TASK STATEMENT: If a line in the material below has the word "such", copy it.

MATERIAL SHOWN:
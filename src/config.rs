use std::path::Path;

use anyhow::{anyhow, Context, Error};
use serde::{Deserialize, Serialize};

const DEFAULT_CONFIG_PATH: &str = "config.ron";
const DEFAULT_DATABASE: &str = "hue";
const DEFAULT_LISTEN: &str = "0.0.0.0:80";
const DEFAULT_BRIDGE_TIMEOUT_MS: u64 = 5000;

#[derive(Clone, Debug, Deserialize, Serialize, PartialEq)]
pub struct Config {
    pub bridge: BridgeConfig,
    pub database: DatabaseConfig,
    #[serde(default = "default_listen")]
    pub listen: String,
}

#[derive(Clone, Debug, Deserialize, Serialize, PartialEq)]
pub struct BridgeConfig {
    /// Bridge IP address or host name
    pub address: String,
    /// Whitelisted API user ("access key")
    pub user: String,
    #[serde(default = "default_timeout")]
    pub timeout_ms: u64,
}

#[derive(Clone, Debug, Deserialize, Serialize, PartialEq)]
pub struct DatabaseConfig {
    pub host: String,
    pub user: String,
    pub password: String,
    #[serde(default = "default_database")]
    pub name: String,
}

fn default_listen() -> String {
    DEFAULT_LISTEN.to_string()
}

fn default_timeout() -> u64 {
    DEFAULT_BRIDGE_TIMEOUT_MS
}

fn default_database() -> String {
    DEFAULT_DATABASE.to_string()
}

impl Config {
    /// Reads the RON file named by `HUE_SCENES_CONFIG` (or `config.ron`) if
    /// it exists, otherwise the environment.
    pub fn load() -> Result<Config, Error> {
        let path = std::env::var("HUE_SCENES_CONFIG").unwrap_or_else(|_| DEFAULT_CONFIG_PATH.to_string());

        if Path::new(&path).exists() {
            let config = std::fs::read_to_string(&path)
                .with_context(|| format!("reading {}", path))?;
            return Config::from_ron_str(&config).with_context(|| format!("parsing {}", path));
        }

        Config::from_env()
    }

    pub fn from_ron_str(config: &str) -> Result<Config, Error> {
        let config: Config = ron::from_str(config)?;
        Ok(config)
    }

    pub fn from_env() -> Result<Config, Error> {
        Config::from_lookup(|key| std::env::var(key).ok())
    }

    /// Builds a config from a variable lookup. Every required variable that
    /// is missing is named in the error.
    pub fn from_lookup(lookup: impl Fn(&str) -> Option<String>) -> Result<Config, Error> {
        let mut missing = Vec::new();
        let mut required = |key: &'static str| {
            lookup(key).filter(|v| !v.is_empty()).unwrap_or_else(|| {
                missing.push(key);
                String::new()
            })
        };

        let address = required("BRIDGE_IP");
        let user = required("BRIDGE_USER");
        let host = required("MYSQL_HOST");
        let db_user = required("MYSQL_USER");
        let password = required("MYSQL_PW");

        if !missing.is_empty() {
            return Err(anyhow!(
                "missing required environment variables: {}",
                missing.join(", ")
            ));
        }

        let timeout_ms = match lookup("BRIDGE_TIMEOUT_MS") {
            Some(ms) => ms
                .parse()
                .with_context(|| format!("BRIDGE_TIMEOUT_MS is not a number: {}", ms))?,
            None => DEFAULT_BRIDGE_TIMEOUT_MS,
        };

        Ok(Config {
            bridge: BridgeConfig {
                address,
                user,
                timeout_ms,
            },
            database: DatabaseConfig {
                host,
                user: db_user,
                password,
                name: lookup("MYSQL_DATABASE").unwrap_or_else(default_database),
            },
            listen: lookup("LISTEN_ADDR").unwrap_or_else(default_listen),
        })
    }
}
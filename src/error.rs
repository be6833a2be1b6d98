use std::fmt::{self, Display};

pub type SceneResult<T> = Result<T, SceneError>;

/// Failures the scene controller can report to a caller.
#[derive(Debug, Clone, PartialEq)]
pub enum SceneError {
    /// Malformed form data, out-of-range positions, empty colour lists,
    /// non-positive periods.
    InvalidInput(String),
    /// A room, scene or light id that nothing knows about.
    NotFound(String),
    /// The bridge or the database is unreachable or answered with an error.
    UpstreamUnavailable(String),
}

impl SceneError {
    pub fn invalid(message: impl Into<String>) -> Self {
        SceneError::InvalidInput(message.into())
    }

    pub fn not_found(message: impl Into<String>) -> Self {
        SceneError::NotFound(message.into())
    }

    pub fn upstream(message: impl Into<String>) -> Self {
        SceneError::UpstreamUnavailable(message.into())
    }
}

impl Display for SceneError {
    fn fmt(&self, f: &mut fmt::Formatter<'_>) -> fmt::Result {
        match self {
            SceneError::InvalidInput(msg) => write!(f, "invalid input: {}", msg),
            SceneError::NotFound(msg) => write!(f, "not found: {}", msg),
            SceneError::UpstreamUnavailable(msg) => write!(f, "upstream unavailable: {}", msg),
        }
    }
}

impl std::error::Error for SceneError {}

impl From<reqwest::Error> for SceneError {
    fn from(err: reqwest::Error) -> Self {
        if err.is_timeout() {
            SceneError::upstream(format!("bridge timed out: {}", err))
        } else {
            SceneError::upstream(format!("bridge request failed: {}", err))
        }
    }
}

impl From<sqlx::Error> for SceneError {
    fn from(err: sqlx::Error) -> Self {
        match err {
            sqlx::Error::RowNotFound => SceneError::not_found("no such row"),
            other => SceneError::upstream(format!("database error: {}", other)),
        }
    }
}

#[cfg(test)]
mod tests {
    use super::*;

    #[test]
    fn test_row_not_found_maps_to_not_found() {
        assert_eq!(
            SceneError::from(sqlx::Error::RowNotFound),
            SceneError::NotFound("no such row".to_string())
        );
    }

    #[test]
    fn test_display() {
        assert_eq!(
            SceneError::invalid("empty colour list").to_string(),
            "invalid input: empty colour list"
        );
    }
}
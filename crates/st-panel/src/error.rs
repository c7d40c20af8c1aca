// SPDX-License-Identifier: AGPL-3.0-or-later
// © 2025 Ryo ∴ SpiralArchitect (kishkavsesvit@icloud.com)
// Part of SpiralTorch — Licensed under AGPL-3.0-or-later.
// Unauthorized derivative works or closed redistribution prohibited under AGPL §13.

use std::path::PathBuf;

use thiserror::Error;

/// Result alias used throughout the panel exporter.
pub type PanelResult<T> = Result<T, PanelError>;

/// Errors emitted while projecting or exporting introspection panels.
#[derive(Debug, Error)]
pub enum PanelError {
    /// Array or basis shapes cannot be combined.
    #[error("dimension mismatch in {context}: expected {expected}, got {got}")]
    DimensionMismatch {
        context: String,
        expected: String,
        got: String,
    },
    /// A scale entry would divide by zero or propagate NaNs.
    #[error("degenerate basis: scale[{index}] = {value} must be finite and strictly positive")]
    DegenerateBasis { index: usize, value: f64 },
    /// An expected named array is absent.
    #[error("missing artifact '{signal}' for {sample} (looked for {})", .path.display())]
    MissingArtifact {
        sample: String,
        signal: String,
        path: PathBuf,
    },
    /// The destination is already populated.
    #[error("refusing to overwrite existing path {}", .path.display())]
    IoConflict { path: PathBuf },
    /// A `.npy` payload could not be decoded.
    #[error("malformed array {}: {reason}", .path.display())]
    Malformed { path: PathBuf, reason: String },
    #[error("i/o error at {}: {source}", .path.display())]
    Io {
        path: PathBuf,
        #[source]
        source: std::io::Error,
    },
    #[error("failed to encode image {}: {source}", .path.display())]
    Image {
        path: PathBuf,
        #[source]
        source: image::ImageError,
    },
    #[error("failed to serialise panel document: {0}")]
    Json(#[from] serde_json::Error),
    #[error("invalid configuration: {reason}")]
    Config { reason: String },
}

impl PanelError {
    pub(crate) fn dimension(
        context: impl Into<String>,
        expected: impl ToString,
        got: impl ToString,
    ) -> Self {
        PanelError::DimensionMismatch {
            context: context.into(),
            expected: expected.to_string(),
            got: got.to_string(),
        }
    }

    pub(crate) fn io(path: impl Into<PathBuf>, source: std::io::Error) -> Self {
        PanelError::Io {
            path: path.into(),
            source,
        }
    }

    pub(crate) fn malformed(path: impl Into<PathBuf>, reason: impl Into<String>) -> Self {
        PanelError::Malformed {
            path: path.into(),
            reason: reason.into(),
        }
    }
}

#[cfg(test)]
mod tests {
    use super::*;

    #[test]
    fn messages_name_the_failing_sample_and_signal() {
        let err = PanelError::MissingArtifact {
            sample: "sample_00002".into(),
            signal: "grad_hx_value".into(),
            path: PathBuf::from("in/sample_00002/grad_hx_value.npy"),
        };
        let message = err.to_string();
        assert!(message.contains("sample_00002"));
        assert!(message.contains("grad_hx_value"));
    }

    #[test]
    fn degenerate_basis_reports_index() {
        let err = PanelError::DegenerateBasis {
            index: 3,
            value: 0.0,
        };
        assert!(err.to_string().contains("scale[3]"));
    }
}
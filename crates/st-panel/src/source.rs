// SPDX-License-Identifier: AGPL-3.0-or-later
// © 2025 Ryo ∴ SpiralArchitect (kishkavsesvit@icloud.com)
// Part of SpiralTorch — Licensed under AGPL-3.0-or-later.
// Unauthorized derivative works or closed redistribution prohibited under AGPL §13.

//! Storage seam between the exporter and wherever the recorded arrays live.

use std::collections::HashMap;
use std::io::ErrorKind;
use std::path::{Path, PathBuf};

use tracing::debug;

use crate::error::{PanelError, PanelResult};
use crate::npy::{self, NpyArray};

/// Sample directories underneath the training output tree.
pub const DEFAULT_SAMPLES_SUBDIR: &str = "generative/recorded_informinit_gen_samples";
/// Precomputed hidden-state analysis underneath the training output tree.
pub const DEFAULT_ANALYSIS_SUBDIR: &str = "analysis/hx_analysis_precomp";

/// Label used in errors for arrays that do not belong to a sample.
pub const ANALYSIS_SCOPE: &str = "analysis";

/// Resolves named arrays for samples and for the shared analysis artefacts.
///
/// Implementations must be shareable across worker threads.
pub trait ArraySource: Send + Sync {
    /// Loads `file_name` recorded for `sample_id`.
    fn load_sample(&self, sample_id: &str, file_name: &str) -> PanelResult<NpyArray>;

    /// Loads a run-wide artefact such as the basis or global coordinates.
    fn load_analysis(&self, file_name: &str) -> PanelResult<NpyArray>;
}

/// `.npy` files laid out the way the training tree writes them.
#[derive(Clone, Debug)]
pub struct FsArraySource {
    samples_dir: PathBuf,
    analysis_dir: PathBuf,
}

impl FsArraySource {
    pub fn new(input_root: impl AsRef<Path>) -> Self {
        Self::with_layout(input_root, DEFAULT_SAMPLES_SUBDIR, DEFAULT_ANALYSIS_SUBDIR)
    }

    pub fn with_layout(
        input_root: impl AsRef<Path>,
        samples_subdir: impl AsRef<Path>,
        analysis_subdir: impl AsRef<Path>,
    ) -> Self {
        let root = input_root.as_ref();
        Self {
            samples_dir: root.join(samples_subdir),
            analysis_dir: root.join(analysis_subdir),
        }
    }

    pub fn sample_path(&self, sample_id: &str, file_name: &str) -> PathBuf {
        self.samples_dir.join(sample_id).join(file_name)
    }

    pub fn analysis_path(&self, file_name: &str) -> PathBuf {
        self.analysis_dir.join(file_name)
    }

    fn read(&self, scope: &str, file_name: &str, path: PathBuf) -> PanelResult<NpyArray> {
        match npy::read_npy(&path) {
            Ok(array) => {
                debug!(scope, file = file_name, shape = ?array.shape(), "loaded array");
                Ok(array)
            }
            Err(PanelError::Io { source, .. }) if source.kind() == ErrorKind::NotFound => {
                Err(PanelError::MissingArtifact {
                    sample: scope.to_string(),
                    signal: signal_name(file_name).to_string(),
                    path,
                })
            }
            Err(err) => Err(err),
        }
    }
}

impl ArraySource for FsArraySource {
    fn load_sample(&self, sample_id: &str, file_name: &str) -> PanelResult<NpyArray> {
        self.read(sample_id, file_name, self.sample_path(sample_id, file_name))
    }

    fn load_analysis(&self, file_name: &str) -> PanelResult<NpyArray> {
        self.read(ANALYSIS_SCOPE, file_name, self.analysis_path(file_name))
    }
}

/// In-memory arrays keyed by sample and file name.
#[derive(Clone, Debug, Default)]
pub struct MemoryArraySource {
    samples: HashMap<(String, String), NpyArray>,
    analysis: HashMap<String, NpyArray>,
}

impl MemoryArraySource {
    pub fn insert_sample(
        &mut self,
        sample_id: impl Into<String>,
        file_name: impl Into<String>,
        array: NpyArray,
    ) {
        self.samples
            .insert((sample_id.into(), file_name.into()), array);
    }

    pub fn insert_analysis(&mut self, file_name: impl Into<String>, array: NpyArray) {
        self.analysis.insert(file_name.into(), array);
    }
}

impl ArraySource for MemoryArraySource {
    fn load_sample(&self, sample_id: &str, file_name: &str) -> PanelResult<NpyArray> {
        self.samples
            .get(&(sample_id.to_string(), file_name.to_string()))
            .cloned()
            .ok_or_else(|| PanelError::MissingArtifact {
                sample: sample_id.to_string(),
                signal: signal_name(file_name).to_string(),
                path: Path::new(sample_id).join(file_name),
            })
    }

    fn load_analysis(&self, file_name: &str) -> PanelResult<NpyArray> {
        self.analysis
            .get(file_name)
            .cloned()
            .ok_or_else(|| PanelError::MissingArtifact {
                sample: ANALYSIS_SCOPE.to_string(),
                signal: signal_name(file_name).to_string(),
                path: PathBuf::from(file_name),
            })
    }
}

fn signal_name(file_name: &str) -> &str {
    file_name.strip_suffix(".npy").unwrap_or(file_name)
}
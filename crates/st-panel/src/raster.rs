// SPDX-License-Identifier: AGPL-3.0-or-later
// © 2025 Ryo ∴ SpiralArchitect (kishkavsesvit@icloud.com)
// Part of SpiralTorch — Licensed under AGPL-3.0-or-later.
// Unauthorized derivative works or closed redistribution prohibited under AGPL §13.

use std::fs;
use std::io::ErrorKind;
use std::path::Path;

use image::{ImageFormat, RgbImage};
use ndarray::{ArrayD, Axis, Ix4};
use tracing::debug;

use crate::error::{PanelError, PanelResult};
use crate::signals::FrameLayout;

const RGB_CHANNELS: usize = 3;

/// Creates `dir` and writes `frames[i]` to `dir/<i>.png` for every leading index.
///
/// `frames` is `[N, H, W, 3]` (or `[N, 3, H, W]` for [`FrameLayout::ChannelsFirst`]).
/// Fails with [`PanelError::IoConflict`] when `dir` already exists.
pub fn write_frame_set(dir: &Path, frames: ArrayD<u8>, layout: FrameLayout) -> PanelResult<usize> {
    let frames = frames.into_dimensionality::<Ix4>().map_err(|err| {
        PanelError::dimension(dir.display().to_string(), "rank 4 image tensor", err)
    })?;
    let frames = match layout {
        FrameLayout::ChannelsFirst => frames.permuted_axes([0, 2, 3, 1]),
        FrameLayout::ChannelsLast => frames,
    };
    let (count, height, width, channels) = frames.dim();
    if channels != RGB_CHANNELS {
        return Err(PanelError::dimension(
            dir.display().to_string(),
            format!("{RGB_CHANNELS} channels"),
            format!("{channels} channels"),
        ));
    }

    fs::create_dir(dir).map_err(|err| match err.kind() {
        ErrorKind::AlreadyExists => PanelError::IoConflict {
            path: dir.to_path_buf(),
        },
        _ => PanelError::io(dir, err),
    })?;

    for (index, frame) in frames.axis_iter(Axis(0)).enumerate() {
        let pixels: Vec<u8> = frame.iter().copied().collect();
        let path = dir.join(format!("{index}.png"));
        let image = RgbImage::from_raw(width as u32, height as u32, pixels).ok_or_else(|| {
            PanelError::dimension(
                path.display().to_string(),
                format!("{} bytes", width * height * RGB_CHANNELS),
                "a short frame buffer",
            )
        })?;
        image
            .save_with_format(&path, ImageFormat::Png)
            .map_err(|source| PanelError::Image {
                path: path.clone(),
                source,
            })?;
    }
    debug!(dir = %dir.display(), frames = count, height, width, "wrote frame set");
    Ok(count)
}
#[cfg(test)]
mod tests {
    use super::*;
    use ndarray::array;

    fn raw(header: &str, body: &[u8]) -> Vec<u8> {
        let mut out = MAGIC.to_vec();
        out.extend_from_slice(&[1, 0]);
        out.extend_from_slice(&(header.len() as u16).to_le_bytes());
        out.extend_from_slice(header.as_bytes());
        out.extend_from_slice(body);
        out
    }

    #[test]
    fn encoded_header_is_aligned() {
        let array = NpyArray::from_f64(array![[1.0, 2.0, 3.0]].into_dyn());
        let bytes = array.encode();
        let header_len = u16::from_le_bytes([bytes[8], bytes[9]]) as usize;
        assert_eq!((10 + header_len) % 64, 0);
        assert_eq!(bytes[10 + header_len - 1], b'\n');
        assert_eq!(bytes.len(), 10 + header_len + 3 * 8);
    }

    #[test]
    fn decodes_numpy_style_float32_header() {
        let body: Vec<u8> = [1.5f32, -2.0, 0.25, 4.0]
            .iter()
            .flat_map(|x| x.to_le_bytes())
            .collect();
        let bytes = raw(
            "{'descr': '<f4', 'fortran_order': False, 'shape': (2, 2), }   \n",
            &body,
        );
        let array = NpyArray::decode(&bytes, Path::new("hx.npy")).unwrap();
        assert_eq!(array.shape(), &[2, 2]);
        assert_eq!(array.dtype(), Dtype::F32);
        assert_eq!(array.to_f64(), array![[1.5, -2.0], [0.25, 4.0]].into_dyn());
    }

    #[test]
    fn decodes_version_two_headers_and_scalars() {
        let header = "{'descr': '<i8', 'fortran_order': False, 'shape': (), }\n";
        let mut bytes = MAGIC.to_vec();
        bytes.extend_from_slice(&[2, 0]);
        bytes.extend_from_slice(&(header.len() as u32).to_le_bytes());
        bytes.extend_from_slice(header.as_bytes());
        bytes.extend_from_slice(&7i64.to_le_bytes());
        let array = NpyArray::decode(&bytes, Path::new("scalar.npy")).unwrap();
        assert_eq!(array.ndim(), 0);
        assert_eq!(array.to_f64().iter().copied().collect::<Vec<_>>(), vec![7.0]);
    }

    #[test]
    fn zero_length_leading_axis_is_valid() {
        let bytes = raw(
            "{'descr': '|u1', 'fortran_order': False, 'shape': (0, 4, 4, 3), }\n",
            &[],
        );
        let array = NpyArray::decode(&bytes, Path::new("obs.npy")).unwrap();
        assert_eq!(array.shape(), &[0, 4, 4, 3]);
        assert_eq!(array.to_u8().len(), 0);
    }

    #[test]
    fn rejects_fortran_order_and_big_endian() {
        let fortran = raw(
            "{'descr': '<f8', 'fortran_order': True, 'shape': (1,), }\n",
            &1.0f64.to_le_bytes(),
        );
        let err = NpyArray::decode(&fortran, Path::new("f.npy")).unwrap_err();
        assert!(matches!(err, PanelError::Malformed { .. }));

        let big = raw(
            "{'descr': '>f8', 'fortran_order': False, 'shape': (1,), }\n",
            &1.0f64.to_be_bytes(),
        );
        assert!(NpyArray::decode(&big, Path::new("b.npy")).is_err());
    }

    #[test]
    fn rejects_short_payloads() {
        let bytes = raw(
            "{'descr': '<f8', 'fortran_order': False, 'shape': (3,), }\n",
            &1.0f64.to_le_bytes(),
        );
        let err = NpyArray::decode(&bytes, Path::new("short.npy")).unwrap_err();
        assert!(err.to_string().contains("short.npy"));
    }

    #[test]
    fn oversized_shapes_are_malformed() {
        let bytes = raw(
            "{'descr': '<f8', 'fortran_order': False, 'shape': (4294967296, 4294967296, 2), }\n",
            &[],
        );
        let err = NpyArray::decode(&bytes, Path::new("huge.npy")).unwrap_err();
        assert!(matches!(
            err,
            PanelError::Malformed { ref reason, .. } if reason == "shape overflows"
        ));
    }

    #[test]
    fn float_pixels_saturate_into_bytes() {
        let array = NpyArray::from_f64(array![-3.0, 12.4, 12.6, 400.0, f64::NAN].into_dyn());
        let bytes: Vec<u8> = array.to_u8().iter().copied().collect();
        assert_eq!(bytes, vec![0, 12, 13, 255, 0]);
    }

    #[test]
    fn files_round_trip_through_disk() {
        let dir = tempfile::tempdir().unwrap();
        let path = dir.path().join("obs.npy");
        let array = NpyArray::from_u8(array![[[1u8, 2, 3]]].into_dyn());
        write_npy(&path, &array).unwrap();
        assert_eq!(read_npy(&path).unwrap(), array);
    }
}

EXPECTED ANSWER:
            sqlx::Error::RowNotFound => SceneError::not_found("no such row"),
            SceneError::NotFound("no such row".to_string())
    /// Loads a run-wide artefact such as the basis or global coordinates.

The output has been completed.